The many new skyscrapers are testimony to the rapid development of Pudong, but it’s the people working inside these buildings who will help fulfill the dream of turning Shanghai into a global financial centre by 2020.
What kind of professionals does Pudong need the most at the moment? Some of the sought-after sectors include credit ratings, financial markets regulation, consumer finance, foreign exchange trading and settlement, OTC equity exchange and investment banking.
Shanghai’s vice mayor says in order to make Pudong a pioneer for financial reforms, it should have a solid financial and legal system, as well as credit ratings mechanisms for SMEs to fund raise.
Xu Xin, party secretary of Pudong New Area, has emphasised that to shore up Pudong’s preparation for financial innovation, it is necessary to set up an OTC equity exchange for start-up technology firms.
Pudong will also trial programmes to settle cross-border trade using the yuan. Meanwhile, setting up consumer finance firms is at the top of the agenda because it ensures funding for purchases of durable goods. Domestic consumer spending is considered a key measure of China’s economic growth.
There is no doubt that further development of the Lujiazui Financial Center in Pudong will encourage capital inflows from various sources.
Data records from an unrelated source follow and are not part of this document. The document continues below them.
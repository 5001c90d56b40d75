//! Widget nodes and the hook trait concrete widgets implement.
//!
//! # Architecture
//!
//! Every widget lives in a [`Node`]: a shared-ownership cell holding the
//! generic layout state (allocation, requisition, visibility, parent link,
//! children, render cache) followed by the concrete widget value. Handles are
//! `Rc<Node<W>>` for a concrete `W` and [`WidgetPtr`] (`Rc<Node>`) once
//! type-erased; a typed handle dereferences to the erased node so the whole
//! generic API is available on both.
//!
//! Concrete widgets implement [`Widget`], overriding only the hooks they
//! need. Hooks take `&self`; widgets keep mutable state in `Cell`/`RefCell`
//! so a hook may call back into its own node (for example a window resizing
//! itself while handling a pointer move) without borrow conflicts.
//!
//! Ownership flows strictly parent to child. The parent link is a `Weak`
//! reference, so a subtree is dropped as soon as the last strong handle
//! to its root goes away.

mod container;
mod node;

pub use node::{Node, ToWidget, WidgetId, WidgetPtr};

use std::any::Any;

use trellis_core::geometry::{Rect, Size};
use trellis_core::math::Vec2;

use crate::event::{Event, MouseButton};
use crate::render::RenderTarget;

/// Behaviour hooks of a concrete widget kind.
pub trait Widget: Any {
    /// Name used for theme lookups and diagnostics.
    fn name(&self) -> &'static str;

    /// Whether this widget may own children.
    fn is_container(&self) -> bool {
        false
    }

    /// Compute the minimum size this widget needs.
    ///
    /// Called lazily by [`Node::requisition`] when the cached value is stale.
    fn calculate_requisition(&self, node: &Node) -> Size<f32>;

    /// The node's allocation was replaced. Containers re-allocate their
    /// children here.
    fn handle_allocation_change(&self, _node: &Node, _old_allocation: Rect<f32>) {}

    /// A child was appended to the node's children.
    ///
    /// The child has no parent link yet. Removing it again from inside the
    /// hook vetoes the add.
    fn handle_add(&self, _node: &Node, _child: &WidgetPtr) {}

    /// A child was removed.
    fn handle_remove(&self, _node: &Node, _child: &WidgetPtr) {}

    /// A descendant dropped its render cache.
    fn handle_child_invalidate(&self, node: &Node, child: &Node) {
        node.forward_child_invalidate(child);
    }

    /// Expose everything below the node. The node itself has already been
    /// drawn.
    fn handle_expose(&self, node: &Node, target: &mut dyn RenderTarget) {
        node.expose_children(target);
    }

    /// Process an event for this widget's own interaction logic.
    ///
    /// Pointer coordinates are in the parent's local space, the same space
    /// as [`Node::allocation`].
    fn handle_event(&self, node: &Node, event: &Event) {
        match event {
            Event::PointerMoved(position) => self.handle_pointer_move(node, *position),
            Event::PointerButtonPressed { button, position } => {
                self.handle_pointer_button(node, *button, true, *position)
            }
            Event::PointerButtonReleased { button, position } => {
                self.handle_pointer_button(node, *button, false, *position)
            }
            _ => {}
        }
    }

    fn handle_pointer_move(&self, _node: &Node, _position: Vec2) {}

    fn handle_pointer_button(
        &self,
        _node: &Node,
        _button: MouseButton,
        _pressed: bool,
        _position: Vec2,
    ) {
    }

    fn handle_pointer_enter(&self, _node: &Node) {}

    fn handle_pointer_leave(&self, _node: &Node) {}
}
A board to oversee foreign firms listed in Shanghai is being planned, according to China Economic Review. This will create opportunities for people who have experience in IPOs and other fund raising transactions.
“The major European and US markets are reshuffling after the global financial crisis and it has created a good opportunity for Shanghai to lay a sound base to rise as an international financial center,” Laura Cha, deputy chairman of HSBC in Shanghai, told the China Economic Review.